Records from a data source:
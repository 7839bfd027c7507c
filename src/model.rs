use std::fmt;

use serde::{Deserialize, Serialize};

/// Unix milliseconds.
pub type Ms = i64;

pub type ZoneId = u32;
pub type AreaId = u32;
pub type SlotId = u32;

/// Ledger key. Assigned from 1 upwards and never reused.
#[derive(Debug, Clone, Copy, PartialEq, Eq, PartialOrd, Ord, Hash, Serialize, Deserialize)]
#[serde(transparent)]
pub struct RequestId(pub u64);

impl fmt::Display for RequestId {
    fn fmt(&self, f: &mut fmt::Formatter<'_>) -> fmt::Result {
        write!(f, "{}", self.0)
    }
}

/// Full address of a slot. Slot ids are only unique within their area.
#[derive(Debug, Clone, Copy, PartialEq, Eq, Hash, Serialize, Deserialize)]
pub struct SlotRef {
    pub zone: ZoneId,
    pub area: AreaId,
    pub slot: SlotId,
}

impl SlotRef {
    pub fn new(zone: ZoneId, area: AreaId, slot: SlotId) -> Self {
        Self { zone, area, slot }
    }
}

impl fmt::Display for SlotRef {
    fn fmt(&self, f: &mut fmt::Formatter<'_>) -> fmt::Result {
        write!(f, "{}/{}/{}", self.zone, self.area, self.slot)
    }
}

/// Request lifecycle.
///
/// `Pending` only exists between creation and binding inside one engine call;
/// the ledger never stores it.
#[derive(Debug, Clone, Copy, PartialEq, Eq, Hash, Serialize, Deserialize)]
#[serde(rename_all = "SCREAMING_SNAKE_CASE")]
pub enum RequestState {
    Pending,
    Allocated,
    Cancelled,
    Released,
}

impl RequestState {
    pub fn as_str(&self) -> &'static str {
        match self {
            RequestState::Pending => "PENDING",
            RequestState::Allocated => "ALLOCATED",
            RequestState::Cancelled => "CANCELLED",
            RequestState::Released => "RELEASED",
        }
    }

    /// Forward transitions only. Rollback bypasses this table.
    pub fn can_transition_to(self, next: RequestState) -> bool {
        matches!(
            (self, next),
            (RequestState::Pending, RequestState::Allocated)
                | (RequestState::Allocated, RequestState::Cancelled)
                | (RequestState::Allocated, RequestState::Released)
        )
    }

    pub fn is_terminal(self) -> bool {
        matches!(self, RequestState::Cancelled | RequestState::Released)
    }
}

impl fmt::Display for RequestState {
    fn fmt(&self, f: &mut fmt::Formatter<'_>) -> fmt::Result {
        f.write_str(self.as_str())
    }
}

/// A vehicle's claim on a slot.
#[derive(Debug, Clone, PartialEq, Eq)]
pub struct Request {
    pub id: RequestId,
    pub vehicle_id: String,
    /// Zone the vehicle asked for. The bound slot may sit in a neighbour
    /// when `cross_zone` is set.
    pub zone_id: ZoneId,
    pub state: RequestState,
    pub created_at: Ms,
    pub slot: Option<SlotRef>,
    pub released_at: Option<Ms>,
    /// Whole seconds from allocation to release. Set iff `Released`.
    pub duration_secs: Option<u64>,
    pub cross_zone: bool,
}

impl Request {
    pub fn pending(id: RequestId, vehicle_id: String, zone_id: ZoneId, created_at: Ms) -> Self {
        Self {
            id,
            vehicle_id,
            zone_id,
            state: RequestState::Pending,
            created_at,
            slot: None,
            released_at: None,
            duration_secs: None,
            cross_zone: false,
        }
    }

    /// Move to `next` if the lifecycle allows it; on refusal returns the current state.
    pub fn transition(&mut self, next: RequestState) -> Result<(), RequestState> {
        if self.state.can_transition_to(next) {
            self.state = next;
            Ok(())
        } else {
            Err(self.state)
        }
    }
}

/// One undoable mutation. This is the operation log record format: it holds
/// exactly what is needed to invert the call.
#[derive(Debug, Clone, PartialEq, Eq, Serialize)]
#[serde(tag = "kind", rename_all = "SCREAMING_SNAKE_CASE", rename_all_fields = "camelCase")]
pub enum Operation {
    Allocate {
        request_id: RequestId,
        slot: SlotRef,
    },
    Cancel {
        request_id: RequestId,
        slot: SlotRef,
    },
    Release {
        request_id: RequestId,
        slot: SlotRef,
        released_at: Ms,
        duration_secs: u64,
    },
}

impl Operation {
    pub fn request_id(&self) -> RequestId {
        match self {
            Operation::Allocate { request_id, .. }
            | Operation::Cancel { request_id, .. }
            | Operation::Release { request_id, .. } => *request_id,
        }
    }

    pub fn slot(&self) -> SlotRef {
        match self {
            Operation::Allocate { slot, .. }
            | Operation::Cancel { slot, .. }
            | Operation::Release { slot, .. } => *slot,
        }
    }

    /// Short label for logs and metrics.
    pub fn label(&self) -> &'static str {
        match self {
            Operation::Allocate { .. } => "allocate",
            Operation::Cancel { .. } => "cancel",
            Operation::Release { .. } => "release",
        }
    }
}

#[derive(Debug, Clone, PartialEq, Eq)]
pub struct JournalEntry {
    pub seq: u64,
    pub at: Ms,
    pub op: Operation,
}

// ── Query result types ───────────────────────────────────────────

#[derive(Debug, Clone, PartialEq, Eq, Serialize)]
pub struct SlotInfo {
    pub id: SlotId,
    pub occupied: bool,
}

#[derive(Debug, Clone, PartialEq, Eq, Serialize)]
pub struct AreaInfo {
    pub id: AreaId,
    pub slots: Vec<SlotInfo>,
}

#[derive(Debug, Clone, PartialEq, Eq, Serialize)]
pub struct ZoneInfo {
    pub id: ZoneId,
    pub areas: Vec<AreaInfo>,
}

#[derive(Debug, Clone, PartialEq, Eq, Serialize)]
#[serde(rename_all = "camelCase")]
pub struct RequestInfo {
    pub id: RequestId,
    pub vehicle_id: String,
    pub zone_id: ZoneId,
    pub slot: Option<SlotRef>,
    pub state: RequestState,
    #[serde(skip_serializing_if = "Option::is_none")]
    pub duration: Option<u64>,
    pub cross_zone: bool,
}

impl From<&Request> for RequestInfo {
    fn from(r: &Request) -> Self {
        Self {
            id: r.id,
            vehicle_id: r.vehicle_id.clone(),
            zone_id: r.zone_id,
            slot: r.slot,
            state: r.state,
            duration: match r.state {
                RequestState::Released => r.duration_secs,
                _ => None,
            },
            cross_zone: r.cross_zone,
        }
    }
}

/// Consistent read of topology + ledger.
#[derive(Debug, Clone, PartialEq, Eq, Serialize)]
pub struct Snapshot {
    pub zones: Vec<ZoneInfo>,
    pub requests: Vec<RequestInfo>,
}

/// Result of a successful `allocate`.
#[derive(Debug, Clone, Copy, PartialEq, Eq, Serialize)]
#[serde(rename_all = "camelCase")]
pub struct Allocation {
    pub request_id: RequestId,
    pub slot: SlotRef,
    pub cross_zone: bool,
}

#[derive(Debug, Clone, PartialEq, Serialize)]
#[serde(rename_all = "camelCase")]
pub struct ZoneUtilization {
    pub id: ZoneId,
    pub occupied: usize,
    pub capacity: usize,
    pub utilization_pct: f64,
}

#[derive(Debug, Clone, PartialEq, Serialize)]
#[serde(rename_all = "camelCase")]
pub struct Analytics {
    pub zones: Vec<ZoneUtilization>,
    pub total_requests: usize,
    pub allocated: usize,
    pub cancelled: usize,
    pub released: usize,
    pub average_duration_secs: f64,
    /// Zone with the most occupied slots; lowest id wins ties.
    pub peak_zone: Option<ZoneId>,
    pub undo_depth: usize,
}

WORK ORDER:
Copy out each line of the data containing the string "call".

EXERCISE SOLUTION:
/// `Pending` only exists between creation and binding inside one engine call;
/// exactly what is needed to invert the call.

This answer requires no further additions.